WHAT YOU WILL DO: Please output the section of the listing below that opens with the line containing "filename src/infrastructure/bluetooth/backend.rs" and closes with the line containing "framed notification payloads", exactly and with nothing else.

RECORDS SUPPLIED:
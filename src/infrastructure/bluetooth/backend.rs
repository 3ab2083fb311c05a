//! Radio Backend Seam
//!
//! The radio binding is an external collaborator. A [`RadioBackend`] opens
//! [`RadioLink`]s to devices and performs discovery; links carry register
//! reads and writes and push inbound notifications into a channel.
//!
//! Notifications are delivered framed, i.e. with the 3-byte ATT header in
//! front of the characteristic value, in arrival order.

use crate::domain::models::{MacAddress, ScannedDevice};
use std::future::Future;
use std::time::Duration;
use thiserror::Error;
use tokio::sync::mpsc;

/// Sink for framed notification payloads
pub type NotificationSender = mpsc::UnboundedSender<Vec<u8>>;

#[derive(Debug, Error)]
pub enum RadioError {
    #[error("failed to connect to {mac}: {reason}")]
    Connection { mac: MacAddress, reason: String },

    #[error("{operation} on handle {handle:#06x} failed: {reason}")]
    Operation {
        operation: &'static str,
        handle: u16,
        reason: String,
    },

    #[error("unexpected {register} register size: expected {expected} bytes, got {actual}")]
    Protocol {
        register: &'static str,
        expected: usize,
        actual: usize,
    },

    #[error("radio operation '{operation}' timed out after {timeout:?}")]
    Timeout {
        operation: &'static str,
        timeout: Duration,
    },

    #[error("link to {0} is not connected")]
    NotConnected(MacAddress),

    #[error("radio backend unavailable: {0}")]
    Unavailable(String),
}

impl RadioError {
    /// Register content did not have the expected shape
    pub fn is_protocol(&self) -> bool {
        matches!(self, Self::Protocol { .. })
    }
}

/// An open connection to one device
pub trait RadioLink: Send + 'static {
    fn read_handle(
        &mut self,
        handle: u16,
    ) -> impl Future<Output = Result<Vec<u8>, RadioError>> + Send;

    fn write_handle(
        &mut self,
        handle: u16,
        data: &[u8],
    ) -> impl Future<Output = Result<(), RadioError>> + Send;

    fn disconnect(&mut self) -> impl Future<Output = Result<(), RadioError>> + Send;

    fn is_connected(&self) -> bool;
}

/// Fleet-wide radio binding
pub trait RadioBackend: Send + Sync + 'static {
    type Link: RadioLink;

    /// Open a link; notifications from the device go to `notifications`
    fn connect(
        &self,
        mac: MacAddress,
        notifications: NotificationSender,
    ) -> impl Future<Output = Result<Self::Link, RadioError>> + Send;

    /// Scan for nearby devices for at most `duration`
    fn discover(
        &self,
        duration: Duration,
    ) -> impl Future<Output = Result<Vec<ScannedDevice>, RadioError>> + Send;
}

---

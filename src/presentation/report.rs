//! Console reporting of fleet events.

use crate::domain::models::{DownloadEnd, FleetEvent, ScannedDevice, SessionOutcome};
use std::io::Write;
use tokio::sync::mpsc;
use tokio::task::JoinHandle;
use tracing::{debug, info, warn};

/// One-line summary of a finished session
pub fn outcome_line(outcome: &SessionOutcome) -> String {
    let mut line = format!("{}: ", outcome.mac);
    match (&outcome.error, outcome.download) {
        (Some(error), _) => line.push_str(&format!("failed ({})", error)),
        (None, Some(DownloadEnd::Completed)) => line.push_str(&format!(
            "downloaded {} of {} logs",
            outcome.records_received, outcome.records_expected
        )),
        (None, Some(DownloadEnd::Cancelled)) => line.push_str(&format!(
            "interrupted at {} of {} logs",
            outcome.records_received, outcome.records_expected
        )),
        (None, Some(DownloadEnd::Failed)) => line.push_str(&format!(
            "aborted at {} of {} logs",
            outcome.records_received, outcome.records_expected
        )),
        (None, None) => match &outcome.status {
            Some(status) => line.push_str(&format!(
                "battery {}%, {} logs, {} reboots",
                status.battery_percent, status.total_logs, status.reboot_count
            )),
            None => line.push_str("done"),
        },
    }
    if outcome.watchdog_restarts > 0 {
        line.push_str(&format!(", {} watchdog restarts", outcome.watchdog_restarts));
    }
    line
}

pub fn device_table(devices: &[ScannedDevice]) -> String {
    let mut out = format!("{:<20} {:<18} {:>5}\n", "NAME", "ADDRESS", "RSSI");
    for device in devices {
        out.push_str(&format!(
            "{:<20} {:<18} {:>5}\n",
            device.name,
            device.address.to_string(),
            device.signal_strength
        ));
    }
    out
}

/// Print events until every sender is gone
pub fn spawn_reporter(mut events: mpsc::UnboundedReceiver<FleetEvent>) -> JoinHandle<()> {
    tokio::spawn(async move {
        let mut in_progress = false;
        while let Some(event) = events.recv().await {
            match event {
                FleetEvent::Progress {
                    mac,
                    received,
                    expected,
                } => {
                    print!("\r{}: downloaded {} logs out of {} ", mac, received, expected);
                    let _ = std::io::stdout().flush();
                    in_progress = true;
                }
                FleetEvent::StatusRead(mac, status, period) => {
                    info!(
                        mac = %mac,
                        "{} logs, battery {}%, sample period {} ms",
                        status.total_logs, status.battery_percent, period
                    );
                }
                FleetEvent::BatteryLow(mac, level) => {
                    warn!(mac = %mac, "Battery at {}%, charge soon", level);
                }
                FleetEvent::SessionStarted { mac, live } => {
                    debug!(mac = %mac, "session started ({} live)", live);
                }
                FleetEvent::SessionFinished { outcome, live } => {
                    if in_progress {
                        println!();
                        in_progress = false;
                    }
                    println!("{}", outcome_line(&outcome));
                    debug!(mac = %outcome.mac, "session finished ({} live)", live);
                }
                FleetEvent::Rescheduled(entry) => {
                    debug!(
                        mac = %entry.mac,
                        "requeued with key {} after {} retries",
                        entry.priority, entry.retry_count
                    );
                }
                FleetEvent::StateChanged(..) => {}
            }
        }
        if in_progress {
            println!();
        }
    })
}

WRITTEN RESPONSE:
filename src/infrastructure/bluetooth/backend.rs
repository 3ab2083fb311c05a
//! Radio Backend Seam
//!
//! The radio binding is an external collaborator. A [`RadioBackend`] opens
//! [`RadioLink`]s to devices and performs discovery; links carry register
//! reads and writes and push inbound notifications into a channel.
//!
//! Notifications are delivered framed, i.e. with the 3-byte ATT header in
//! front of the characteristic value, in arrival order.

use crate::domain::models::{MacAddress, ScannedDevice};
use std::future::Future;
use std::time::Duration;
use thiserror::Error;
use tokio::sync::mpsc;

/// Sink for framed notification payloads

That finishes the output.